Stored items
##########

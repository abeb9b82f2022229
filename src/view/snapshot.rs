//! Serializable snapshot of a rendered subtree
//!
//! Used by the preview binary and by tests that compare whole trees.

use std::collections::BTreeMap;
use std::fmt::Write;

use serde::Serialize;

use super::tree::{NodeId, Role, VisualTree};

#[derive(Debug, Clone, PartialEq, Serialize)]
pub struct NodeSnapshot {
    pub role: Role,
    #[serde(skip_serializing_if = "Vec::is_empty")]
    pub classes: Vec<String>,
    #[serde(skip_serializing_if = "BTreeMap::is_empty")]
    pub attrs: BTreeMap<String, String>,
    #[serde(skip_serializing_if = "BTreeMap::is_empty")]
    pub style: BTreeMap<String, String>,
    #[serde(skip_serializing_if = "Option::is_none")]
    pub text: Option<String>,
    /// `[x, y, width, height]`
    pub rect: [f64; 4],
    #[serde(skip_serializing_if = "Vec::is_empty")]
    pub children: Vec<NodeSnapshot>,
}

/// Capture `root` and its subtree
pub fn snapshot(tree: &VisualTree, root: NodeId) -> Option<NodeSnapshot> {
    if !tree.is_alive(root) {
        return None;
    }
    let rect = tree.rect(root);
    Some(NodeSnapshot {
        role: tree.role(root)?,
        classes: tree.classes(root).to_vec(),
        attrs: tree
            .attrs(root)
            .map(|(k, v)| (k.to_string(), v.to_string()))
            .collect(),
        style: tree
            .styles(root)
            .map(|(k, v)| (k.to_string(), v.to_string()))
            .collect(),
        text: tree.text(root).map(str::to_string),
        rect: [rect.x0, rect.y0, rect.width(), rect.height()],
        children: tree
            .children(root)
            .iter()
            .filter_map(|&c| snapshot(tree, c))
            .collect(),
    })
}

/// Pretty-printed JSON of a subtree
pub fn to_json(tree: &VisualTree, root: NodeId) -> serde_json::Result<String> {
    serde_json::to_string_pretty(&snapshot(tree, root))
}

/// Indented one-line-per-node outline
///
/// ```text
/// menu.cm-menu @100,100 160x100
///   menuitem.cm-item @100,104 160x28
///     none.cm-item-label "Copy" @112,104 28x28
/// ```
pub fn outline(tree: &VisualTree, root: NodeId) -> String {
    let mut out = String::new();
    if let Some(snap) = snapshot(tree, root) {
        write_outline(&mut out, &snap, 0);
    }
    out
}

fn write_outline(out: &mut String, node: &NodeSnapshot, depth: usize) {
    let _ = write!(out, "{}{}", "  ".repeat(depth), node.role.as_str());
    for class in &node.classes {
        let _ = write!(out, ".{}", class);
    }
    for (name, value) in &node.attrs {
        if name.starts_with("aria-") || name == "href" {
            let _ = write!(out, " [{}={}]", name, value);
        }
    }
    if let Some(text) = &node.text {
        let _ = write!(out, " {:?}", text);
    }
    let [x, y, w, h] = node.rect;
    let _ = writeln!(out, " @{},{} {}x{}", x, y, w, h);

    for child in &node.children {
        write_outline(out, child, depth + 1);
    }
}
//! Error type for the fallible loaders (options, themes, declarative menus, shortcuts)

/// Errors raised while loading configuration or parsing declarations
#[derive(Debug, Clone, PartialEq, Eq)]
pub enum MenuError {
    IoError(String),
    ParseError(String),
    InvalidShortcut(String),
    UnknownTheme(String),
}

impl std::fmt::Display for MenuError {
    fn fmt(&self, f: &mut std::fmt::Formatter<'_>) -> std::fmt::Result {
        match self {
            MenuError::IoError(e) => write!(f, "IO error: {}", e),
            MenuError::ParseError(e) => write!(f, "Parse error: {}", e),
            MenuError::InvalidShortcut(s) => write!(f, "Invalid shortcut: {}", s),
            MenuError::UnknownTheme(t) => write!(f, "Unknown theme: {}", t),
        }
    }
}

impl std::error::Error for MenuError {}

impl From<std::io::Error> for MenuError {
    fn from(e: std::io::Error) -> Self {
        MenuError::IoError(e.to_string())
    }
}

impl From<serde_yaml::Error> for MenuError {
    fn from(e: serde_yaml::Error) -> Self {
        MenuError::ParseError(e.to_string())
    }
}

##########

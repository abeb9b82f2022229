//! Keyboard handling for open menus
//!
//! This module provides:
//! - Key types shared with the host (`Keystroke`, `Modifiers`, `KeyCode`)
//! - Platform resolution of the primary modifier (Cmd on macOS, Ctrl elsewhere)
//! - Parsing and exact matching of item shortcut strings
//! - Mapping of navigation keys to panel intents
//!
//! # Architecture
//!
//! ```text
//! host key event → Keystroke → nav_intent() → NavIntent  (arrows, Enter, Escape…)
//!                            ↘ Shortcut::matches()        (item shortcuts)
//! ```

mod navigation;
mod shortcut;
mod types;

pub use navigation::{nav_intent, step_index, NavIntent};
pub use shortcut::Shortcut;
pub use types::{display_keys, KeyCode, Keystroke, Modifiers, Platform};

##########

What to produce: Would you filter the records and copy each line that contains the word "Some"?

Task response:
    Some(NodeSnapshot {
    if let Some(snap) = snapshot(tree, root) {
    if let Some(text) = &node.text {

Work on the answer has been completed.